Meantime, critics say taxpayers should be on the lookout for new transit-related charges, such as mobility fees, miles-traveled fees or others that politicians and special interests will pursue in search of additional revenues for rail.

HART, too, is proposing to raise its property tax rate to cover perennial budget shortfalls, and Calvert, like Falconer, recommends that regional transit systems should look at privatizing or contracting out some services.

"Jitney and shared taxi services that use shuttles like those used at airports are another form of entrepreneurial transportation service that should be allowed to compete," she says.

"Private bus service with zero subsidies moved more people last year than Amtrak, which we subsidize with $1.5 billion annually," Calvert notes.

LEVELING THE PLAYING FIELD FOR THE BEST RIDE

Financier Warren Buffett made headlines last year when his Berkshire Hathaway holding company paid $26 billion to take control of Burlington Northern Santa Fe. Buffett has said he foresees a dynamic and profitable future for U.S. railroads.

But the shrewd investor is talking freight, not passenger, trains.
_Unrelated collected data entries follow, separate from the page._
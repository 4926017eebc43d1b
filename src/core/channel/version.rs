//! The application version negotiated during the channel handshake.

use core::fmt::{Display, Error as FmtError, Formatter};

use crate::prelude::*;

/// An opaque application version string. Its meaning belongs entirely to
/// the module bound to the port; the core only carries it through the
/// handshake.
#[derive(
    Clone, Debug, Default, PartialEq, Eq, PartialOrd, Ord, Hash, serde::Serialize, serde::Deserialize,
)]
pub struct Version(String);

impl Version {
    pub fn new(v: String) -> Self {
        Self(v)
    }

    pub fn empty() -> Self {
        Self::new(String::new())
    }

    pub fn is_empty(&self) -> bool {
        self.0.is_empty()
    }

    pub fn as_str(&self) -> &str {
        &self.0
    }
}

impl From<&str> for Version {
    fn from(v: &str) -> Self {
        Self::new(v.to_string())
    }
}

impl Display for Version {
    fn fmt(&self, f: &mut Formatter<'_>) -> Result<(), FmtError> {
        write!(f, "{}", self.0)
    }
}
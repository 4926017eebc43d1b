//! Message definitions for the connection handshake.

pub mod conn_open_ack;
pub mod conn_open_confirm;
pub mod conn_open_init;
pub mod conn_open_try;

pub use conn_open_ack::MsgConnectionOpenAck;
pub use conn_open_confirm::MsgConnectionOpenConfirm;
pub use conn_open_init::MsgConnectionOpenInit;
pub use conn_open_try::MsgConnectionOpenTry;

/// All connection messages.
#[derive(Clone, Debug, PartialEq, Eq)]
pub enum ConnectionMsg {
    OpenInit(MsgConnectionOpenInit),
    OpenTry(MsgConnectionOpenTry),
    OpenAck(MsgConnectionOpenAck),
    OpenConfirm(MsgConnectionOpenConfirm),
}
As most everyone knows, from Amtrak's national system to local commuter lines like South Florida's Tri-Rail, hefty government subsidies are required to keep those trains running.
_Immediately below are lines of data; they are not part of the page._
use crate::core::commitment::CommitmentProof;
use crate::core::host::identifier::{ChannelId, PortId};
use crate::{Height, Signer};

/// Closes the local channel end after proving the counterparty end is
/// already `CLOSED`.
#[derive(Clone, Debug, PartialEq, Eq)]
pub struct MsgChannelCloseConfirm {
    pub port_id_on_b: PortId,
    pub chan_id_on_b: ChannelId,
    pub proof_chan_end_on_a: CommitmentProof,
    pub proof_height_on_a: Height,
    pub signer: Signer,
}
Ultimately, the bus-vs.-rail debate boils down to competition, and the market-oriented CATO says government unlevels the playing field by doling out more than $10 billion in high-speed passenger train grants -- all in corridors already supplied with intercity bus service.

In a textbook example, O'Toole describes what's happening on the Seattle-Portland run.

"The administration gave the Washington Department of Transportation a grant of $590 million to increase train speeds from 53.4 mph to 56.1 mph, reducing trip times by 10 minutes, for a total travel time of 3 hours and 20 minutes."

Amtrak's four trains run daily, charging single fares of $50.

"Meanwhile Greyhound offers one nonstop Portland-Seattle trip a day, which takes just 3 hours and 15 minutes for a $35 fare. It would probably offer more nonstops if it did not have to compete against Amtrak trains, which received $14.3 million in operating subsidies in 2010." O'Toole said.

The CATO study concludes:

"Outside of California, none of the high-speed rail projects now under way will produce trains that go significantly faster than buses, and California has yet to raise most of the funds it needs to complete its project.

"Obama's high-speed rail plan would create a more heavily subsidized system that, even with subsidies, will cost travelers more to use and offer little more convenience than a relatively unsubsidized bus system."